• What this task involves: Show only those lines of the entries where the string "PathBuf" is found.

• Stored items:

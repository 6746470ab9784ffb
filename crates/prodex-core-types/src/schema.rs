//! Canonical schema constants for structured logging and events
//!
//! These constants keep log output consistent across the model kernel,
//! the store and the CLI.

// Canonical field keys for structured logging
pub const FIELD_COMPONENT: &str = "component";
pub const FIELD_OP: &str = "op";
pub const FIELD_EVENT: &str = "event";
pub const FIELD_DURATION_MS: &str = "duration_ms";

// Entity identifiers
pub const FIELD_TYPE_NAME: &str = "type_name";
pub const FIELD_COMPONENT_NAME: &str = "component_name";
pub const FIELD_HANDLE: &str = "handle";

// Collection sizes
pub const FIELD_NODE_COUNT: &str = "node_count";
pub const FIELD_MESSAGE_COUNT: &str = "message_count";
pub const FIELD_COPY_COUNT: &str = "copy_count";

// Error fields
pub const FIELD_ERR_KIND: &str = "err_kind";
pub const FIELD_ERR_CODE: &str = "err_code";

// Canonical event names
pub const EVENT_START: &str = "start";
pub const EVENT_END: &str = "end";
pub const EVENT_END_ERROR: &str = "end_error";

#[cfg(test)]
mod tests {
    use super::*;

    #[test]
    fn test_constants_accessibility() {
        assert!(!FIELD_COMPONENT.is_empty());
        assert!(!FIELD_OP.is_empty());
        assert!(!FIELD_TYPE_NAME.is_empty());
        assert!(!EVENT_START.is_empty());
        assert!(!EVENT_END_ERROR.is_empty());
    }

    #[test]
    fn test_event_names_are_distinct() {
        assert_ne!(EVENT_START, EVENT_END);
        assert_ne!(EVENT_START, EVENT_END_ERROR);
        assert_ne!(EVENT_END, EVENT_END_ERROR);
    }

    #[test]
    fn test_error_field_keys_match_macro_output() {
        assert_eq!(FIELD_ERR_KIND, "err_kind");
        assert_eq!(FIELD_ERR_CODE, "err_code");
    }
}
//! Prodex CLI
//!
//! Command-line interface for validating, inspecting and copying product
//! models

use clap::{Parser, Subcommand};
use std::path::PathBuf;

mod commands;

#[derive(Debug, Parser)]
#[command(name = "prodex")]
#[command(about = "Prodex - Product model validation and structure tooling", long_about = None)]
struct Cli {
    /// Settings file
    #[arg(long, global = true, default_value = "prodex.toml")]
    config: PathBuf,

    #[command(subcommand)]
    command: Commands,
}

#[derive(Debug, Subcommand)]
enum Commands {
    /// Validate types and product components of a model file
    Validate(commands::validate::ValidateArgs),
    /// Print the product structure below a component
    Structure(commands::structure::StructureArgs),
    /// Copy a component's whole structure into a component repository
    Copy(commands::copy::CopyArgs),
}

fn main() {
    let cli = Cli::parse();

    let result = commands::load_settings(&cli.config).and_then(|settings| match cli.command {
        Commands::Validate(args) => commands::validate::execute(args, &settings),
        Commands::Structure(args) => commands::structure::execute(args, &settings),
        Commands::Copy(args) => commands::copy::execute(args, &settings),
    });

    if let Err(e) = result {
        eprintln!("Error: {}", e);
        std::process::exit(1);
    }
}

• Output for this exercise:
use std::path::PathBuf;
    config: PathBuf,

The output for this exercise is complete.